Task brief :: Every line from the one containing "be read again" to the one containing "let payload = bincode::serialize(changes)?;" in the records below, both included, must be set down exactly, and no other line.

Records supplied ::
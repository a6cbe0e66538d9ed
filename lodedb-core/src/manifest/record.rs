//! Manifest record framing
//!
//! Each record is one changeset:
//! `[u32 len][u32 crc32(len)][u32 crc32(payload)][bincode payload]`,
//! little-endian. The length carries its own checksum, so a damaged length
//! is told apart from a record cut short by a crash.

use crate::{LodeError, Result};
use bytes::{BufMut, BytesMut};
use serde::{Deserialize, Serialize};

/// Length, length checksum and payload checksum
pub(crate) const RECORD_HEADER_SIZE: usize = 12;
/// Largest changeset payload accepted
pub(crate) const MAX_PAYLOAD_SIZE: usize = 64 * 1024 * 1024;

/// A single change to the durable file set
#[derive(Debug, Clone, Copy, PartialEq, Eq, Serialize, Deserialize)]
pub enum ManifestChange {
    /// Table `id` became live in `level`
    CreateTable { id: u64, level: usize },
    /// Table `id` is no longer live
    DeleteTable { id: u64 },
    /// Value log segment `fid` was reclaimed and must not be read again
    DeleteValueLog { fid: u64 },
    /// Lowest ids that may still be handed out
    Watermark { next_table_id: u64, next_vlog_fid: u64 },
}

/// Frame a changeset
pub(crate) fn encode(changes: &[ManifestChange]) -> Result<BytesMut> {
    let payload = bincode::serialize(changes)?;
    if payload.len() > MAX_PAYLOAD_SIZE {
        return Err(LodeError::Manifest(format!(
            "changeset of {} bytes exceeds the {} byte limit",
            payload.len(),
            MAX_PAYLOAD_SIZE
        )));
    }
    let len = (payload.len() as u32).to_le_bytes();
    let mut buf = BytesMut::with_capacity(RECORD_HEADER_SIZE + payload.len());
    buf.put_slice(&len);
    buf.put_u32_le(crc32fast::hash(&len));
    buf.put_u32_le(crc32fast::hash(&payload));
    buf.put_slice(&payload);
    Ok(buf)
}

/// Outcome of decoding the record at the front of a buffer
#[derive(Debug)]
pub(crate) enum Decoded {
    /// A valid changeset spanning `len` bytes
    Record { changes: Vec<ManifestChange>, len: usize },
    /// The buffer ends inside this record
    Truncated,
    /// The length field is damaged; nothing after it can be located
    BadHeader,
    /// The payload fails its checksum; the record spans `len` bytes
    BadChecksum { expected: u32, actual: u32, len: usize },
}

fn read_u32(data: &[u8], at: usize) -> u32 {
    u32::from_le_bytes([data[at], data[at + 1], data[at + 2], data[at + 3]])
}

pub(crate) fn decode(data: &[u8]) -> Result<Decoded> {
    if data.len() < RECORD_HEADER_SIZE {
        return Ok(Decoded::Truncated);
    }
    let payload_len = read_u32(data, 0) as usize;
    if crc32fast::hash(&data[..4]) != read_u32(data, 4) || payload_len > MAX_PAYLOAD_SIZE {
        return Ok(Decoded::BadHeader);
    }
    let expected = read_u32(data, 8);
    let len = RECORD_HEADER_SIZE + payload_len;
    if data.len() < len {
        return Ok(Decoded::Truncated);
    }

    let payload = &data[RECORD_HEADER_SIZE..len];
    let actual = crc32fast::hash(payload);
    if actual != expected {
        return Ok(Decoded::BadChecksum {
            expected,
            actual,
            len,
        });
    }
    let changes: Vec<ManifestChange> = bincode::deserialize(payload).map_err(|e| {
        LodeError::Corruption(format!("undecodable manifest changeset: {}", e))
    })?;
    Ok(Decoded::Record { changes, len })
}

#[cfg(test)]
mod tests {
    use super::*;

    #[test]
    fn test_record_framing() {
        let changes = vec![
            ManifestChange::CreateTable { id: 7, level: 0 },
            ManifestChange::DeleteTable { id: 3 },
        ];
        let buf = encode(&changes).unwrap();

        match decode(&buf).unwrap() {
            Decoded::Record { changes: got, len } => {
                assert_eq!(got, changes);
                assert_eq!(len, buf.len());
            }
            other => panic!("unexpected {:?}", other),
        }

        assert!(matches!(
            decode(&buf[..buf.len() - 1]).unwrap(),
            Decoded::Truncated
        ));

        let mut flipped = buf.to_vec();
        let last = flipped.len() - 1;
        flipped[last] ^= 0x01;
        assert!(matches!(
            decode(&flipped).unwrap(),
            Decoded::BadChecksum { .. }
        ));
    }

    #[test]
    fn test_damaged_length_is_not_a_short_record() {
        let buf = encode(&[ManifestChange::CreateTable { id: 1, level: 0 }]).unwrap();

        // A length pointing past the end of the buffer must not read as torn
        let mut grown = buf.to_vec();
        grown[3] ^= 0x10;
        assert!(matches!(decode(&grown).unwrap(), Decoded::BadHeader));

        let mut shrunk = buf.to_vec();
        shrunk[0] ^= 0x01;
        assert!(matches!(decode(&shrunk).unwrap(), Decoded::BadHeader));

        // Only a short header stays ambiguous
        assert!(matches!(
            decode(&buf[..RECORD_HEADER_SIZE - 1]).unwrap(),
            Decoded::Truncated
        ));
    }
}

Finished exercise ::
    /// Value log segment `fid` was reclaimed and must not be read again
    DeleteValueLog { fid: u64 },
    /// Lowest ids that may still be handed out
    Watermark { next_table_id: u64, next_vlog_fid: u64 },
}

/// Frame a changeset
pub(crate) fn encode(changes: &[ManifestChange]) -> Result<BytesMut> {
    let payload = bincode::serialize(changes)?;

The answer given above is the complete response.